**Material for this exercise**

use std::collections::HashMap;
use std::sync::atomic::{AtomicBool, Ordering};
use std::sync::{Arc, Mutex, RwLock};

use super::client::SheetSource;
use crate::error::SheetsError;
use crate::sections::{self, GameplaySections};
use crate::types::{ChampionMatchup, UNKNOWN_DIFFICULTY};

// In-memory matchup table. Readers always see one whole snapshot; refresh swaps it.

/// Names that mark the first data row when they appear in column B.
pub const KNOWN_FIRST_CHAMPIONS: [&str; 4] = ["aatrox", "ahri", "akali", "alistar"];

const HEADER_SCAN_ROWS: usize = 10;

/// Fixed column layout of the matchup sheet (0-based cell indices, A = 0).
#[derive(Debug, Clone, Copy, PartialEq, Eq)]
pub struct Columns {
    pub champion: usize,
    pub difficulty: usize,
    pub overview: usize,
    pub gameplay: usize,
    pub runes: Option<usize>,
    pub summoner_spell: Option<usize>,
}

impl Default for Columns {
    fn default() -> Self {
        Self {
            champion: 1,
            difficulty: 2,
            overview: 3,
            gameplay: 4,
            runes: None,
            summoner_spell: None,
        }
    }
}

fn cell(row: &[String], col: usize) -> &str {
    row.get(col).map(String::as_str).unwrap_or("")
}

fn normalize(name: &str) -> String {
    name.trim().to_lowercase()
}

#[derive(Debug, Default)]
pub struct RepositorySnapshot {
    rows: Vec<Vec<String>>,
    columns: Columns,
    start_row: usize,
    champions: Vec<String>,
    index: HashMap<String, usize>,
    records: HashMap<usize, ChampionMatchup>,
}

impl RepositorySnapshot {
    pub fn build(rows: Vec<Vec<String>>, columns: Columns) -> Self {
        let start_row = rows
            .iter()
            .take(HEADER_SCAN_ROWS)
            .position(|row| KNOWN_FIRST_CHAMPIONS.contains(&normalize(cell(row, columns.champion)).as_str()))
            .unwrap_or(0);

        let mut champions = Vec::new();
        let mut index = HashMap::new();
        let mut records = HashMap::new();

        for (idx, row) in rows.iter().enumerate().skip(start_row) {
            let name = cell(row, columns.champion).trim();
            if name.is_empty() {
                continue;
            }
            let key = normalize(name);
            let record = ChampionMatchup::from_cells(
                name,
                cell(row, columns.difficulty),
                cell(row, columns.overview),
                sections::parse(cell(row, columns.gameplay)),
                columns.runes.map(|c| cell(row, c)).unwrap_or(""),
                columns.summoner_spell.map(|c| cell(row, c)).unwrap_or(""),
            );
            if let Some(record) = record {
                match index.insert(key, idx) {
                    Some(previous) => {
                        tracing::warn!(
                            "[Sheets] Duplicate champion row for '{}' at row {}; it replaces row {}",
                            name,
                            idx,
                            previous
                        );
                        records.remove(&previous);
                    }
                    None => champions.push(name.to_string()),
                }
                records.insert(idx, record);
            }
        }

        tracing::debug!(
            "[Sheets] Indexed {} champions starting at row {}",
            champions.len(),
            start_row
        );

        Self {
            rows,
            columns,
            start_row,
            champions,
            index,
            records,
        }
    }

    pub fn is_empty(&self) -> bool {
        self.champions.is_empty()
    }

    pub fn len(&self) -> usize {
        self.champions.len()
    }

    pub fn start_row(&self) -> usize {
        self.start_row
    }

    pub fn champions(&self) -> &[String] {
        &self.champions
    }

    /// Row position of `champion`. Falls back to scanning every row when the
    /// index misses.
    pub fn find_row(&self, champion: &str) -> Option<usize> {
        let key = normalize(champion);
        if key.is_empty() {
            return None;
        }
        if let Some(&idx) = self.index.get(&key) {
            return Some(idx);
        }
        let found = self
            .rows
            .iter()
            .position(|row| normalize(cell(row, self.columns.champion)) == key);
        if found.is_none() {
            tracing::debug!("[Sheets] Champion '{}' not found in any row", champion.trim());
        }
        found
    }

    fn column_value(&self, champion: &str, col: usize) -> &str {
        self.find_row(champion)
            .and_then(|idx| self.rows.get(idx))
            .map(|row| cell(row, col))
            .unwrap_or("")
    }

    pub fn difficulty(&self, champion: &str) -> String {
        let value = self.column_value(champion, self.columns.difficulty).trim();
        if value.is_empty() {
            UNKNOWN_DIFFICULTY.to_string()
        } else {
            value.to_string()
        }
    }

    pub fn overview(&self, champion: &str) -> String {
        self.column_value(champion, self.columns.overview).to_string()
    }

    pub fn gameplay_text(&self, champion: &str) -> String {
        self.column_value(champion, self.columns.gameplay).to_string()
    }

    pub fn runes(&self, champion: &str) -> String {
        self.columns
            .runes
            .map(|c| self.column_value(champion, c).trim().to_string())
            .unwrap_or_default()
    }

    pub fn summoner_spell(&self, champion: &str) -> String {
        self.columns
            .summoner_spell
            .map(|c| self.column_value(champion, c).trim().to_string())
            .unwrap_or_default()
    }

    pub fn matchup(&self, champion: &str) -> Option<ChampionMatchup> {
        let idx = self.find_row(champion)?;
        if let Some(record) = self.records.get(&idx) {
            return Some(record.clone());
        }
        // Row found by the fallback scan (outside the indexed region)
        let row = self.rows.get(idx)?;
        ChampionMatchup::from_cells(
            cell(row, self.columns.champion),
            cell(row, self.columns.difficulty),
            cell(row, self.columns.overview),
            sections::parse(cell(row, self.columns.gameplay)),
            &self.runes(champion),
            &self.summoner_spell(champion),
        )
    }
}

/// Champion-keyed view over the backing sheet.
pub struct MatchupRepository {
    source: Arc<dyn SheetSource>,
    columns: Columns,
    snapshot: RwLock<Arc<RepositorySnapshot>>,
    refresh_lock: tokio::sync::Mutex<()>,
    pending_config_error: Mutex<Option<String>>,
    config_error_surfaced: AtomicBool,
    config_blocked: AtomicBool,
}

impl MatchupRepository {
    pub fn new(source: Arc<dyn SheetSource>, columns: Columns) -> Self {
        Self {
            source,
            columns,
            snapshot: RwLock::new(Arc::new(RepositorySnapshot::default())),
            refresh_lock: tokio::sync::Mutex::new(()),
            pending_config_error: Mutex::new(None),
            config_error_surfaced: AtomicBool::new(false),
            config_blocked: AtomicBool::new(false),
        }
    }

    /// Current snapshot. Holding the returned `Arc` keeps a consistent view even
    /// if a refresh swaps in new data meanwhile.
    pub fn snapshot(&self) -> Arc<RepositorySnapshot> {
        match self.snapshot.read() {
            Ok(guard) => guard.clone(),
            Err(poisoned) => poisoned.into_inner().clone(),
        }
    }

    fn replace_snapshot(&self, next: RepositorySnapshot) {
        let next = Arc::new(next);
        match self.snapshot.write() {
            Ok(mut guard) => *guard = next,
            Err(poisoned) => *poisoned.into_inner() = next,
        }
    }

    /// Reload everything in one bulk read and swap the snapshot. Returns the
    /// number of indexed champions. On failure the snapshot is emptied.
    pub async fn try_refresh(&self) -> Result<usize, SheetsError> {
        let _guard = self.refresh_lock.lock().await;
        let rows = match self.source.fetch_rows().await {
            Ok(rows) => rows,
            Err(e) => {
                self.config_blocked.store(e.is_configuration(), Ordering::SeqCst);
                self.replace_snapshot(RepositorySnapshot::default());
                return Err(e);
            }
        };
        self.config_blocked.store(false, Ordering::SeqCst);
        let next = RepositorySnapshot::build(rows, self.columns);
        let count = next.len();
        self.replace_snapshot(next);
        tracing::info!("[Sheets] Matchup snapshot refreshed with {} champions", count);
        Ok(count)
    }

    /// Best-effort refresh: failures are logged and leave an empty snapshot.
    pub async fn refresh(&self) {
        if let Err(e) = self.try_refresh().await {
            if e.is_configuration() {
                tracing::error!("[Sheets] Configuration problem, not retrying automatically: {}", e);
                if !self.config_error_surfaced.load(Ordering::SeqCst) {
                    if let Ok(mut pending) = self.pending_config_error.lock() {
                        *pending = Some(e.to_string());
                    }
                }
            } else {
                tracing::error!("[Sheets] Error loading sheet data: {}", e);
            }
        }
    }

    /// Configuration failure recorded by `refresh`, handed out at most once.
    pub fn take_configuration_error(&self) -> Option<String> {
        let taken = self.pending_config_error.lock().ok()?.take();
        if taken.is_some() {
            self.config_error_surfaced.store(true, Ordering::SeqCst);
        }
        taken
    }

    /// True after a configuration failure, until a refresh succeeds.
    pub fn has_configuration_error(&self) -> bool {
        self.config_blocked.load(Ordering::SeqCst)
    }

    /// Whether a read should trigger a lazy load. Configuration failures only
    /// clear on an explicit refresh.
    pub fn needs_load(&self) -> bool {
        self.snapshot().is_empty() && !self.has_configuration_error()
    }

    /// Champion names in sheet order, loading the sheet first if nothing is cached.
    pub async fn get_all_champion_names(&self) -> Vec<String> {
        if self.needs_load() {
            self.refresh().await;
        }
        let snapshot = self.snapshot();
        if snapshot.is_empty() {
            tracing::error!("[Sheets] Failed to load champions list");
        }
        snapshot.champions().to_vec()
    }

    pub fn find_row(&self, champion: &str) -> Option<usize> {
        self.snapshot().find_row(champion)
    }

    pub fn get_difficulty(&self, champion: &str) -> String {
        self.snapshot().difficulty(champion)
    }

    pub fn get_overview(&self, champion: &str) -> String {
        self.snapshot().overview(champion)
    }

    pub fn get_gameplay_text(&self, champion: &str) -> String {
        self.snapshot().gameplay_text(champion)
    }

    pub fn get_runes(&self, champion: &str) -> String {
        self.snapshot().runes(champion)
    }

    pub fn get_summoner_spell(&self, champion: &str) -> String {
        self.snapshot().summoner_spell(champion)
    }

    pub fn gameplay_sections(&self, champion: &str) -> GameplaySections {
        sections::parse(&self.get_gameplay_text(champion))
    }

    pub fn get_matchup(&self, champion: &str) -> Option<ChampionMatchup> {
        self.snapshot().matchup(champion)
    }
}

**Aim of the task**
Work out how many lines of the records contain the word "await". Give that number and nothing more.

**Solution**
4